V.Yu. Muravev1-3, A.I. Ivanov1-3, E.I. Sigal1-3, M.V. Burmistrov1-3, V.A. Popov2, A.M. Sigal1, I.M. Sayfutdinov4, A.P. Maksimov1
1Tatarstan Саnсеr Center, Kazan
2Kazan State Medical Academy — Branch of the FSBEI FPE RMACPE MOH Russia, Kazan
3Volga Region branch of N.N. Blokhin Russian Cancer Research Center, Kazan
4Interregional Clinical Diagnostic Center, Kazan
Popov V.A. ― postgraduate student of the Department of Endoscopy, General and Endoscopic Surgery of Kazan State Medical Academy — Branch of the FSBEI FPE RMACPE MOH Russia
29 Sibirskiy Trakt, Kazan, Russian Federation, 420029, tel.: (843) 519-26-31, +7-987-269-33-96, e-mail: email@example.com
Abstract. Еsophageal anastomosis leak after esophagectomy remains one of the most difficult complications leading to continued hospitalization and often to the death of the patient. Stenting with esophageal anastomosis leak can be used in patients with significant concomitant pathology, as a technology of choice, with low mortality rates, which allows avoiding large-scale traumatic operations in weakened patients. Stent implantation is also a proven method of treatment choice for various other complications, including iatrogenic perforation.

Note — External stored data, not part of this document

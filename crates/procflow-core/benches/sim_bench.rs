//! Criterion benchmarks for the Procflow simulation engine.
//!
//! Three benchmark groups:
//! - `pipeline`: source, one server, sink -- raw action throughput
//! - `chain`: twenty servers in series -- routing and drain overhead
//! - `contended`: parallel stations sharing one worker pool -- acquisition
//!   and waiter wake-ups

use criterion::{BatchSize, Criterion, criterion_group, criterion_main};
use procflow_core::model::Model;
use procflow_core::test_utils::*;

// ===========================================================================
// Model builders
// ===========================================================================

fn pipeline_model() -> Model {
    let mut m = model(10_000.0, 1);
    build_pipeline(&mut m, exponential(2.0), exponential(1.5));
    m
}

fn chain_model() -> Model {
    let mut m = model(5_000.0, 2);
    build_chain(&mut m, 20, exponential(3.0), exponential(2.0));
    m
}

fn contended_model() -> Model {
    let mut m = model(5_000.0, 3);
    build_contended(&mut m, 6, 4, 2, exponential(2.5));
    m
}

// ===========================================================================
// Benchmarks
// ===========================================================================

fn bench_pipeline(c: &mut Criterion) {
    let mut group = c.benchmark_group("pipeline");
    group.sample_size(50);
    group.bench_function("10k_steps", |b| {
        b.iter_batched(
            pipeline_model,
            |mut m| {
                m.run().unwrap();
                m.events_processed()
            },
            BatchSize::SmallInput,
        );
    });
    group.finish();
}

fn bench_chain(c: &mut Criterion) {
    let mut group = c.benchmark_group("chain");
    group.sample_size(20);
    group.bench_function("20_servers", |b| {
        b.iter_batched(
            chain_model,
            |mut m| {
                m.run().unwrap();
                m.events_processed()
            },
            BatchSize::SmallInput,
        );
    });
    group.finish();
}

fn bench_contended(c: &mut Criterion) {
    let mut group = c.benchmark_group("contended");
    group.sample_size(20);
    group.bench_function("6_stations_4_workers", |b| {
        b.iter_batched(
            contended_model,
            |mut m| {
                m.run().unwrap();
                m.events_processed()
            },
            BatchSize::SmallInput,
        );
    });
    group.finish();
}

criterion_group!(benches, bench_pipeline, bench_chain, bench_contended);
criterion_main!(benches);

The technique of independent manufacturing of the device with the purpose of fixing the stent at the level necessary for complete closure of the defect is given in the article , and also the review of world experience is presented . The results of treatment with analysis of clinical cases in 9 patients with esophageal anastomosis leak and 1 patient with postoperative focal necrosis of the esophageal wall from 2015 to 2016, using endoscopic technologies such as: implantation of coated self-expanding metal stents, endoscopic vacuum therapy and clipping are presented. In nine out of ten cases, thanks to the above endoscopic technologies, it was possible to solve the problem of pleurisy and mediastinitis in a short time, and also to improve the quality of life of patients.
Кеу words: stenting, anastomosis leak, esophageal cancer, perforation.